(Stored items)

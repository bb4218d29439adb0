//! Response bodies for the HTTP API.

use serde::Serialize;
use serde_json::Value;

use crate::models::{
    BattingLine, CareerProfile, DismissalCounts, Encounter, MatchInfo, MatchupStats, Phase,
    PlayerMatches, RecentForm, RecentMatch, SeasonProfile,
};
use crate::repository::PlayerPage;

#[derive(Debug, Serialize)]
pub struct PhaseStats {
    pub runs: i64,
    pub balls: i64,
    pub strike_rate: f64,
    pub outs: i64,
    pub average: Option<f64>,
}

impl From<BattingLine> for PhaseStats {
    fn from(line: BattingLine) -> Self {
        Self {
            runs: line.runs,
            balls: line.balls,
            strike_rate: line.strike_rate(),
            outs: line.outs,
            average: line.average(),
        }
    }
}

/// Phases absent from the aggregate are omitted.
#[derive(Debug, Default, Serialize)]
pub struct PhaseBreakdown {
    #[serde(skip_serializing_if = "Option::is_none")]
    pub powerplay: Option<PhaseStats>,
    #[serde(skip_serializing_if = "Option::is_none")]
    pub middle: Option<PhaseStats>,
    #[serde(skip_serializing_if = "Option::is_none")]
    pub death: Option<PhaseStats>,
}

impl PhaseBreakdown {
    pub fn from_lines(lines: impl IntoIterator<Item = (Phase, BattingLine)>) -> Self {
        let mut breakdown = Self::default();
        for (phase, line) in lines {
            let slot = match phase {
                Phase::Powerplay => &mut breakdown.powerplay,
                Phase::Middle => &mut breakdown.middle,
                Phase::Death => &mut breakdown.death,
            };
            *slot = Some(line.into());
        }
        breakdown
    }

    pub fn is_empty(&self) -> bool {
        self.powerplay.is_none() && self.middle.is_none() && self.death.is_none()
    }
}

#[derive(Debug, Default, Serialize)]
pub struct DismissalStats {
    pub caught: i64,
    pub bowled: i64,
    pub lbw: i64,
    pub stumped: i64,
}

impl From<DismissalCounts> for DismissalStats {
    fn from(d: DismissalCounts) -> Self {
        Self {
            caught: d.caught,
            bowled: d.bowled,
            lbw: d.lbw,
            stumped: d.stumped,
        }
    }
}

#[derive(Debug, Serialize)]
pub struct CareerStats {
    pub matches: i64,
    pub runs: i64,
    pub balls: i64,
    pub outs: i64,
    pub average: Option<f64>,
    pub strike_rate: f64,
    pub highest_score: Option<i64>,
}

#[derive(Debug, Serialize)]
pub struct BatterProfileResponse {
    pub batter: String,
    pub career: CareerStats,
    pub phase_performance: PhaseBreakdown,
    pub dismissals: DismissalStats,
}

impl From<CareerProfile> for BatterProfileResponse {
    fn from(p: CareerProfile) -> Self {
        Self {
            career: CareerStats {
                matches: p.matches,
                runs: p.line.runs,
                balls: p.line.balls,
                outs: p.line.outs,
                average: p.line.average(),
                strike_rate: p.line.strike_rate(),
                highest_score: p.highest_score,
            },
            phase_performance: PhaseBreakdown::from_lines(p.phases.reported(1)),
            dismissals: p.dismissals.into(),
            batter: p.batter,
        }
    }
}

#[derive(Debug, Serialize)]
pub struct SeasonProfileResponse {
    pub season: String,
    pub matches: i64,
    pub runs: i64,
    pub balls: i64,
    pub outs: i64,
    pub average: Option<f64>,
    pub strike_rate: f64,
    pub highest_score: i64,
    pub phase_performance: PhaseBreakdown,
    pub dismissals: DismissalStats,
}

impl From<SeasonProfile> for SeasonProfileResponse {
    fn from(s: SeasonProfile) -> Self {
        Self {
            matches: s.matches,
            runs: s.line.runs,
            balls: s.line.balls,
            outs: s.line.outs,
            average: s.line.average(),
            strike_rate: s.line.strike_rate(),
            highest_score: s.highest_score,
            phase_performance: PhaseBreakdown::from_lines(s.phases.reported(1)),
            dismissals: s.dismissals.into(),
            season: s.season,
        }
    }
}

#[derive(Debug, Serialize)]
pub struct BatterSeasonProfileResponse {
    pub batter: String,
    pub total_seasons: usize,
    pub seasons: Vec<SeasonProfileResponse>,
}

impl BatterSeasonProfileResponse {
    pub fn new(batter: String, seasons: Vec<SeasonProfile>) -> Self {
        Self {
            batter,
            total_seasons: seasons.len(),
            seasons: seasons.into_iter().map(Into::into).collect(),
        }
    }
}

#[derive(Debug, Serialize)]
pub struct RecentMatchResponse {
    pub match_id: i64,
    pub season: String,
    pub venue: String,
    pub runs: i64,
    pub balls: i64,
    pub dismissed: bool,
    pub strike_rate: f64,
}

impl From<RecentMatch> for RecentMatchResponse {
    fn from(m: RecentMatch) -> Self {
        Self {
            dismissed: m.dismissed(),
            match_id: m.match_id,
            season: m.season,
            venue: m.venue,
            runs: m.line.runs,
            balls: m.line.balls,
            strike_rate: m.line.strike_rate(),
        }
    }
}

#[derive(Debug, Serialize)]
pub struct RecentFormSummary {
    pub matches: usize,
    pub runs: i64,
    pub balls: i64,
    pub outs: i64,
    pub average: Option<f64>,
    pub strike_rate: f64,
}

#[derive(Debug, Serialize)]
pub struct BatterRecentFormResponse {
    pub batter: String,
    pub recent_matches: Vec<RecentMatchResponse>,
    pub summary: RecentFormSummary,
}

impl From<RecentForm> for BatterRecentFormResponse {
    fn from(form: RecentForm) -> Self {
        let total = form.summary();
        Self {
            summary: RecentFormSummary {
                matches: form.matches.len(),
                runs: total.runs,
                balls: total.balls,
                outs: total.outs,
                average: total.average(),
                strike_rate: total.strike_rate(),
            },
            recent_matches: form.matches.into_iter().map(Into::into).collect(),
            batter: form.batter,
        }
    }
}

#[derive(Debug, Serialize)]
pub struct MatchupOverall {
    pub runs: i64,
    pub balls: i64,
    pub dismissals: i64,
    pub strike_rate: f64,
    pub average: Option<f64>,
    pub confidence_score: u8,
}

#[derive(Debug, Serialize)]
pub struct RecentEncounter {
    pub match_id: i64,
    pub season: String,
    pub venue: String,
    pub runs: i64,
    pub balls: i64,
    pub dismissed: bool,
}

impl From<Encounter> for RecentEncounter {
    fn from(e: Encounter) -> Self {
        Self {
            dismissed: e.dismissed(),
            match_id: e.match_id,
            season: e.season,
            venue: e.venue,
            runs: e.line.runs,
            balls: e.line.balls,
        }
    }
}

#[derive(Debug, Serialize)]
pub struct MatchupResponse {
    pub batter: String,
    pub bowler: String,
    pub overall: MatchupOverall,
    /// `null` when phases were not requested or none reached the ball floor.
    pub phase_breakdown: Option<PhaseBreakdown>,
    pub recent_encounters: Vec<RecentEncounter>,
}

impl From<MatchupStats> for MatchupResponse {
    fn from(m: MatchupStats) -> Self {
        let confidence_score = m.confidence();
        let phases = PhaseBreakdown::from_lines(m.phases);
        Self {
            overall: MatchupOverall {
                runs: m.overall.runs,
                balls: m.overall.balls,
                dismissals: m.overall.outs,
                strike_rate: m.overall.strike_rate(),
                average: m.overall.average(),
                confidence_score,
            },
            phase_breakdown: (!phases.is_empty()).then_some(phases),
            recent_encounters: m.recent.into_iter().map(Into::into).collect(),
            batter: m.batter,
            bowler: m.bowler,
        }
    }
}

#[derive(Debug, Serialize)]
pub struct PlayerListResponse {
    pub players: Vec<String>,
    pub total: i64,
    pub limit: i64,
    pub offset: i64,
}

impl PlayerListResponse {
    pub fn new(page: PlayerPage, limit: i64, offset: i64) -> Self {
        Self {
            players: page.players,
            total: page.total,
            limit,
            offset,
        }
    }
}

#[derive(Debug, Serialize)]
pub struct PlayerSearchEntry {
    pub name: String,
    pub matches: i64,
}

#[derive(Debug, Serialize)]
pub struct PlayerSearchResponse {
    pub players: Vec<PlayerSearchEntry>,
}

impl From<Vec<PlayerMatches>> for PlayerSearchResponse {
    fn from(players: Vec<PlayerMatches>) -> Self {
        Self {
            players: players
                .into_iter()
                .map(|p| PlayerSearchEntry {
                    name: p.name,
                    matches: p.matches,
                })
                .collect(),
        }
    }
}

/// Team names, date and toss are not stored; they are always `null`.
#[derive(Debug, Serialize)]
pub struct MatchInfoResponse {
    pub match_id: i64,
    pub season: String,
    pub venue: String,
    pub teams: Option<Value>,
    pub date: Option<String>,
    pub toss: Option<Value>,
}

impl From<MatchInfo> for MatchInfoResponse {
    fn from(m: MatchInfo) -> Self {
        Self {
            match_id: m.match_id,
            season: m.season,
            venue: m.venue,
            teams: None,
            date: None,
            toss: None,
        }
    }
}

#[derive(Debug, Serialize)]
pub struct SeasonsResponse {
    pub seasons: Vec<String>,
}

#[derive(Debug, Serialize)]
pub struct HealthResponse {
    pub status: &'static str,
    pub database: &'static str,
    pub version: String,
}

#[derive(Debug, Serialize)]
pub struct RootResponse {
    pub name: &'static str,
    pub version: String,
    pub api_prefix: String,
}

#[cfg(test)]
mod tests {
    use super::*;
    use serde_json::json;

    #[test]
    fn test_phase_breakdown_omits_absent_phases() {
        let breakdown = PhaseBreakdown::from_lines([(Phase::Middle, BattingLine::new(15, 10, 0))]);
        let value = serde_json::to_value(&breakdown).unwrap();
        assert_eq!(
            value,
            json!({"middle": {"runs": 15, "balls": 10, "strike_rate": 150.0, "outs": 0, "average": null}})
        );
    }

    #[test]
    fn test_matchup_without_phases_is_null() {
        let stats = MatchupStats {
            batter: "V Kohli".into(),
            bowler: "DW Steyn".into(),
            overall: BattingLine::new(22, 7, 1),
            phases: Vec::new(),
            recent: Vec::new(),
        };
        let value = serde_json::to_value(MatchupResponse::from(stats)).unwrap();
        assert_eq!(value["phase_breakdown"], Value::Null);
        assert_eq!(value["overall"]["confidence_score"], 14);
        assert_eq!(value["overall"]["dismissals"], 1);
        assert_eq!(value["overall"]["average"], 22.0);
    }

    #[test]
    fn test_match_info_gaps_are_null() {
        let value = serde_json::to_value(MatchInfoResponse::from(MatchInfo {
            match_id: 1,
            season: "2011".into(),
            venue: "Wankhede Stadium".into(),
        }))
        .unwrap();
        assert_eq!(value["teams"], Value::Null);
        assert_eq!(value["date"], Value::Null);
        assert_eq!(value["toss"], Value::Null);
    }
}
use super::error::check_range;
use super::ServiceError;
use crate::models::PlayerMatches;
use crate::repository::{DbContext, PlayerPage};

pub const MAX_LIST_LIMIT: i64 = 1000;
pub const MAX_SEARCH_LIMIT: i64 = 50;
/// Shorter search queries return nothing.
pub const MIN_SEARCH_CHARS: usize = 2;

#[derive(Clone)]
pub struct PlayerService {
    ctx: DbContext,
}

impl PlayerService {
    pub fn new(ctx: DbContext) -> Self {
        Self { ctx }
    }

    pub async fn list(
        &self,
        search: Option<&str>,
        limit: i64,
        offset: i64,
    ) -> Result<PlayerPage, ServiceError> {
        check_range("limit", limit, 1, MAX_LIST_LIMIT)?;
        if offset < 0 {
            return Err(ServiceError::bad_request(format!(
                "offset must not be negative, got {offset}"
            )));
        }
        let search = search.map(str::trim).filter(|s| !s.is_empty());
        Ok(self.ctx.players().list(search, limit, offset).await?)
    }

    /// Players whose name contains `query`, most matches batted first.
    ///
    /// Queries under two characters return an empty list without touching
    /// the store.
    pub async fn search(&self, query: &str, limit: i64) -> Result<Vec<PlayerMatches>, ServiceError> {
        check_range("limit", limit, 1, MAX_SEARCH_LIMIT)?;
        let query = query.trim();
        if query.chars().count() < MIN_SEARCH_CHARS {
            return Ok(Vec::new());
        }
        Ok(self.ctx.players().search(query, limit).await?)
    }

    pub async fn exists(&self, name: &str) -> Result<bool, ServiceError> {
        Ok(self.ctx.players().exists(name).await?)
    }
}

Task brief.
Write out every line from the entries where "date" appears.

Answer.
/// Team names, date and toss are not stored; they are always `null`.
    pub date: Option<String>,
            date: None,
        assert_eq!(value["date"], Value::Null);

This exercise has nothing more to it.